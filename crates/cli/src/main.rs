//! Offline administration of the worker's cache registry.
//!
//! Operates directly on the SQLite file named by the layered configuration,
//! so it works whether or not the host is running. Output is JSON on stdout.

use anyhow::{Result, bail};
use clap::{Parser, Subcommand};
use serde_json::{Value, json};
use tracing_subscriber::EnvFilter;
use url::Url;

use rinkorea_client::lifecycle::purge_stale;
use rinkorea_core::{AppConfig, CacheDb, CacheNames, WorkerRequest};

#[derive(Debug, Parser)]
#[command(name = "rinkorea-cache", version, about = "Inspect and purge the rinkorea offline cache")]
struct Cli {
    #[command(subcommand)]
    command: Command,
}

#[derive(Debug, Subcommand)]
enum Command {
    /// List partitions with entry counts and stored bytes.
    Partitions,
    /// Total stored bytes across all partitions.
    Size,
    /// List the entries of one partition.
    Keys { name: String },
    /// Delete a whole partition.
    Purge { name: String },
    /// Delete one entry from a partition.
    Evict { name: String, url: String },
    /// Delete every partition not named by the configured version.
    Activate,
}

#[tokio::main]
async fn main() -> Result<()> {
    tracing_subscriber::fmt()
        .with_env_filter(EnvFilter::from_default_env())
        .with_writer(std::io::stderr)
        .json()
        .init();

    let cli = Cli::parse();
    let config = AppConfig::load()?;
    let db = CacheDb::open(&config.db_path).await?;

    let output = run(cli.command, &db, &config).await?;
    println!("{}", serde_json::to_string_pretty(&output)?);
    Ok(())
}

async fn run(command: Command, db: &CacheDb, config: &AppConfig) -> Result<Value> {
    match command {
        Command::Partitions => Ok(serde_json::to_value(db.partition_stats().await?)?),
        Command::Size => Ok(json!({ "type": "CACHE_SIZE", "size": db.total_size().await? })),
        Command::Keys { name } => {
            if !db.has_partition(&name).await? {
                bail!("no partition named {name}");
            }
            Ok(serde_json::to_value(db.partition(&name).keys().await?)?)
        }
        Command::Purge { name } => {
            let deleted = db.delete_partition(&name).await?;
            tracing::info!(partition = %name, deleted, "purge");
            Ok(json!({ "partition": name, "deleted": deleted }))
        }
        Command::Evict { name, url } => {
            let request = WorkerRequest::get(Url::parse(&url)?);
            let deleted = db.partition(&name).delete(&request).await?;
            Ok(json!({ "partition": name, "url": url, "deleted": deleted }))
        }
        Command::Activate => {
            let names = CacheNames::new(&config.cache_prefix, &config.cache_version);
            let report = purge_stale(db, &names.current()).await?;
            Ok(serde_json::to_value(report)?)
        }
    }
}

- [TASK DESCRIPTION] Return the whole listing exactly as it reads.

- [ANSWER SECTION]
filename crates/cli/src/main.rs
//! Offline administration of the worker's cache registry.
//!
//! Operates directly on the SQLite file named by the layered configuration,
//! so it works whether or not the host is running. Output is JSON on stdout.

use anyhow::{Result, bail};
use clap::{Parser, Subcommand};
use serde_json::{Value, json};
use tracing_subscriber::EnvFilter;
use url::Url;

use rinkorea_client::lifecycle::purge_stale;
use rinkorea_core::{AppConfig, CacheDb, CacheNames, WorkerRequest};

#[derive(Debug, Parser)]
#[command(name = "rinkorea-cache", version, about = "Inspect and purge the rinkorea offline cache")]
struct Cli {
    #[command(subcommand)]
    command: Command,
}

#[derive(Debug, Subcommand)]
enum Command {
    /// List partitions with entry counts and stored bytes.
    Partitions,
    /// Total stored bytes across all partitions.
    Size,
    /// List the entries of one partition.
    Keys { name: String },
    /// Delete a whole partition.
    Purge { name: String },
    /// Delete one entry from a partition.
    Evict { name: String, url: String },
    /// Delete every partition not named by the configured version.
    Activate,
}

#[tokio::main]
async fn main() -> Result<()> {
    tracing_subscriber::fmt()
        .with_env_filter(EnvFilter::from_default_env())
        .with_writer(std::io::stderr)
        .json()
        .init();

    let cli = Cli::parse();
    let config = AppConfig::load()?;
    let db = CacheDb::open(&config.db_path).await?;

    let output = run(cli.command, &db, &config).await?;
    println!("{}", serde_json::to_string_pretty(&output)?);
    Ok(())
}

async fn run(command: Command, db: &CacheDb, config: &AppConfig) -> Result<Value> {
    match command {
        Command::Partitions => Ok(serde_json::to_value(db.partition_stats().await?)?),
        Command::Size => Ok(json!({ "type": "CACHE_SIZE", "size": db.total_size().await? })),
        Command::Keys { name } => {
            if !db.has_partition(&name).await? {
                bail!("no partition named {name}");
            }
            Ok(serde_json::to_value(db.partition(&name).keys().await?)?)
        }
        Command::Purge { name } => {
            let deleted = db.delete_partition(&name).await?;
            tracing::info!(partition = %name, deleted, "purge");
            Ok(json!({ "partition": name, "deleted": deleted }))
        }
        Command::Evict { name, url } => {
            let request = WorkerRequest::get(Url::parse(&url)?);
            let deleted = db.partition(&name).delete(&request).await?;
            Ok(json!({ "partition": name, "url": url, "deleted": deleted }))
        }
        Command::Activate => {
            let names = CacheNames::new(&config.cache_prefix, &config.cache_version);
            let report = purge_stale(db, &names.current()).await?;
            Ok(serde_json::to_value(report)?)
        }
    }
}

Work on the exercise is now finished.